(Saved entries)
★ ★ ★

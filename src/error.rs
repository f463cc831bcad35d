use thiserror::Error;

/// Every failure the pipeline can produce, tagged by phase.
///
/// Lexical and syntax errors carry a source position and can be collected;
/// semantic and internal errors abort the compilation.
#[derive(Error, Debug)]
pub enum CompileError {
    #[error("lexical error at {line}:{column}: unrecognized character {ch:?}")]
    Lexical { line: usize, column: usize, ch: char },

    #[error("syntax error at {line}:{column}: unexpected {token} in state {state}")]
    Syntax {
        line: usize,
        column: usize,
        state: usize,
        token: String,
    },

    #[error("semantic error at line {line}: {message}")]
    Semantic { line: usize, message: String },

    #[error("table error: {0}")]
    Table(String),

    #[error("internal compiler error: {0}")]
    Internal(String),

    #[error("I/O error: {0}")]
    Io(#[from] std::io::Error),
}

impl CompileError {
    pub fn semantic(line: usize, message: impl Into<String>) -> Self {
        CompileError::Semantic {
            line,
            message: message.into(),
        }
    }

    /// Source position for sorted reporting. Errors without a position
    /// sort first.
    pub fn position(&self) -> (usize, usize) {
        match self {
            CompileError::Lexical { line, column, .. } => (*line, *column),
            CompileError::Syntax { line, column, .. } => (*line, *column),
            CompileError::Semantic { line, .. } => (*line, 0),
            _ => (0, 0),
        }
    }
}

/// Accumulator for the opt-in collecting mode.
///
/// The lexer and parser push recoverable errors here and keep going; the
/// driver prints the batch sorted by position and refuses to write output
/// if anything was collected.
#[derive(Default)]
pub struct ErrorBag {
    errors: Vec<CompileError>,
}

impl ErrorBag {
    pub fn new() -> Self {
        Self::default()
    }

    pub fn push(&mut self, error: CompileError) {
        self.errors.push(error);
    }

    pub fn is_empty(&self) -> bool {
        self.errors.is_empty()
    }

    pub fn len(&self) -> usize {
        self.errors.len()
    }

    pub fn into_sorted(mut self) -> Vec<CompileError> {
        self.errors.sort_by_key(|e| e.position());
        self.errors
    }
}
use crate::automata::dfa::Dfa;
use crate::error::{CompileError, ErrorBag};

/// Synthetic terminator appended to every token stream.
pub const TOKEN_END: &str = "SP_END";

/// Token names the parser discards before driving the tables.
pub const TOKEN_COMMENT: &str = "_COMMENT";
pub const TOKEN_WHITESPACE: &str = "_WHITESPACE";

#[derive(Debug, Clone, PartialEq, Eq)]
pub struct Token {
    pub name: String,
    pub literal: String,
    pub line: usize,
    pub column: usize,
}

impl Token {
    pub fn new(name: &str, literal: &str, line: usize, column: usize) -> Token {
        Token {
            name: name.to_string(),
            literal: literal.to_string(),
            line,
            column,
        }
    }
}

/// Extract the token name from an accept action of the form `return NAME;`.
/// Actions of any other shape produce no token (the rule matches and the
/// lexeme is dropped).
fn token_name(action: &str) -> Option<String> {
    let body = action.trim();
    let rest = body.strip_prefix("return")?;
    let rest = rest.strip_suffix(';').unwrap_or(rest.trim_end());
    let name = rest.trim();
    if name.is_empty() {
        None
    } else {
        Some(name.to_string())
    }
}

/// DFA executor producing the token stream: longest match with trailing
/// rollback, lowest-order tie-breaking baked into the DFA's accept actions.
pub struct Lexer<'a> {
    dfa: &'a Dfa,
}

struct Checkpoint {
    state: usize,
    /// Position one past the last character of the accepted lexeme.
    pos: usize,
    line: usize,
    line_start: usize,
}

impl<'a> Lexer<'a> {
    pub fn new(dfa: &'a Dfa) -> Lexer<'a> {
        Lexer { dfa }
    }

    /// Tokenize `source`. With `bag` set, lexical errors are collected and
    /// the offending characters skipped; without it the first error aborts.
    pub fn tokenize(
        &self,
        source: &str,
        mut bag: Option<&mut ErrorBag>,
    ) -> Result<Vec<Token>, CompileError> {
        let source = source.replace("\r\n", "\n");
        let chars: Vec<char> = source.chars().collect();

        let mut tokens = Vec::new();
        let mut pos = 0usize;
        let mut line = 1usize;
        let mut line_start = 0usize;

        while pos < chars.len() {
            let token_line = line;
            let token_column = pos - line_start + 1;

            let mut state = self.dfa.start;
            let mut scan = pos;
            let mut scan_line = line;
            let mut scan_line_start = line_start;
            let mut last_accept: Option<Checkpoint> = None;

            while scan < chars.len() {
                let c = chars[scan];
                match self.dfa.next_state(state, c) {
                    Some(next) => {
                        state = next;
                        scan += 1;
                        if c == '\n' {
                            scan_line += 1;
                            scan_line_start = scan;
                        }
                        if self.dfa.is_accepting(state) {
                            last_accept = Some(Checkpoint {
                                state,
                                pos: scan,
                                line: scan_line,
                                line_start: scan_line_start,
                            });
                        }
                    }
                    None => break,
                }
            }

            match last_accept {
                Some(cp) => {
                    // Roll the stream back to the last accepted prefix.
                    let lexeme: String = chars[pos..cp.pos].iter().collect();
                    if let Some(action) = self.dfa.action(cp.state) {
                        if let Some(name) = token_name(&action.code) {
                            tokens.push(Token::new(&name, &lexeme, token_line, token_column));
                        }
                    }
                    pos = cp.pos;
                    line = cp.line;
                    line_start = cp.line_start;
                }
                None => {
                    let c = chars[pos];
                    if c.is_whitespace() {
                        if c == '\n' {
                            line += 1;
                            line_start = pos + 1;
                        }
                        pos += 1;
                        continue;
                    }
                    let err = CompileError::Lexical {
                        line: token_line,
                        column: token_column,
                        ch: c,
                    };
                    match bag.as_deref_mut() {
                        Some(bag) => {
                            bag.push(err);
                            pos += 1;
                        }
                        None => return Err(err),
                    }
                }
            }
        }

        tokens.push(Token::new(TOKEN_END, "", line, 1));
        Ok(tokens)
    }
}

#[cfg(test)]
mod tests {
    use super::*;
    use crate::lexgen::{build_dfa, parse_lex};

    const LEX: &str = r#"%%
"int"                       { return INT; }
"if"                        { return IF; }
"=="                        { return EQ_OP; }
=                           { return ASSIGN; }
;                           { return SEMICOLON; }
[a-zA-Z_][a-zA-Z0-9_]*      { return IDENTIFIER; }
[0-9]+                      { return CONSTANT; }
//[^\n]*                    { return _COMMENT; }
[ \t\n]+                    { return _WHITESPACE; }
%%
"#;

    fn tokenize(source: &str) -> Vec<Token> {
        let dfa = build_dfa(&parse_lex(LEX).unwrap(), "test").unwrap();
        Lexer::new(&dfa).tokenize(source, None).unwrap()
    }

    fn names(tokens: &[Token]) -> Vec<String> {
        tokens.iter().map(|t| t.name.clone()).collect()
    }

    #[test]
    fn keywords_beat_identifiers() {
        let toks = tokenize("int i;");
        assert_eq!(
            names(&toks),
            vec!["INT", "_WHITESPACE", "IDENTIFIER", "SEMICOLON", "SP_END"]
        );
        assert_eq!(toks[2].literal, "i");
    }

    #[test]
    fn longest_match_wins() {
        // `==` must not lex as two ASSIGN tokens, `ifx` not as IF + x.
        let toks = tokenize("a==ifx");
        assert_eq!(
            names(&toks),
            vec!["IDENTIFIER", "EQ_OP", "IDENTIFIER", "SP_END"]
        );
        assert_eq!(toks[2].literal, "ifx");
    }

    #[test]
    fn positions_track_lines_and_columns() {
        let toks = tokenize("int a;\nint b;");
        let b = toks
            .iter()
            .find(|t| t.name == "IDENTIFIER" && t.literal == "b")
            .unwrap();
        assert_eq!((b.line, b.column), (2, 5));
    }

    #[test]
    fn crlf_is_normalized() {
        let toks = tokenize("int a;\r\nint b;");
        let b = toks
            .iter()
            .find(|t| t.name == "IDENTIFIER" && t.literal == "b")
            .unwrap();
        assert_eq!(b.line, 2);
    }

    #[test]
    fn comment_is_a_token() {
        let toks = tokenize("a // trailing\nb");
        assert!(toks.iter().any(|t| t.name == TOKEN_COMMENT));
    }

    #[test]
    fn rollback_after_partial_match() {
        // `=` followed by something that is not `=` must roll back to the
        // one-character ASSIGN match.
        let toks = tokenize("a=b");
        assert_eq!(
            names(&toks),
            vec!["IDENTIFIER", "ASSIGN", "IDENTIFIER", "SP_END"]
        );
    }

    #[test]
    fn bad_character_throws_without_bag() {
        let dfa = build_dfa(&parse_lex(LEX).unwrap(), "test").unwrap();
        let err = Lexer::new(&dfa).tokenize("a @ b", None).unwrap_err();
        match err {
            CompileError::Lexical { line, column, ch } => {
                assert_eq!((line, column, ch), (1, 3, '@'));
            }
            other => panic!("unexpected error {:?}", other),
        }
    }

    #[test]
    fn bad_characters_collect_into_bag() {
        let dfa = build_dfa(&parse_lex(LEX).unwrap(), "test").unwrap();
        let mut bag = ErrorBag::new();
        let toks = Lexer::new(&dfa)
            .tokenize("a @ # b", Some(&mut bag))
            .unwrap();
        assert_eq!(bag.len(), 2);
        assert_eq!(
            names(&toks),
            vec!["IDENTIFIER", "_WHITESPACE", "_WHITESPACE", "_WHITESPACE", "IDENTIFIER", "SP_END"]
        );
    }

    #[test]
    fn stream_ends_with_sp_end() {
        let toks = tokenize("");
        assert_eq!(names(&toks), vec!["SP_END"]);
    }
}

★ ★ ★

ASSIGNMENT: Your answer should be the exact lines above from the one with "let body = action.trim();" through the one with "are collected and", both included, and nothing besides.

RESPONSE BELOW:
    let body = action.trim();
    let rest = body.strip_prefix("return")?;
    let rest = rest.strip_suffix(';').unwrap_or(rest.trim_end());
    let name = rest.trim();
    if name.is_empty() {
        None
    } else {
        Some(name.to_string())
    }
}

/// DFA executor producing the token stream: longest match with trailing
/// rollback, lowest-order tie-breaking baked into the DFA's accept actions.
pub struct Lexer<'a> {
    dfa: &'a Dfa,
}

struct Checkpoint {
    state: usize,
    /// Position one past the last character of the accepted lexeme.
    pos: usize,
    line: usize,
    line_start: usize,
}

impl<'a> Lexer<'a> {
    pub fn new(dfa: &'a Dfa) -> Lexer<'a> {
        Lexer { dfa }
    }

    /// Tokenize `source`. With `bag` set, lexical errors are collected and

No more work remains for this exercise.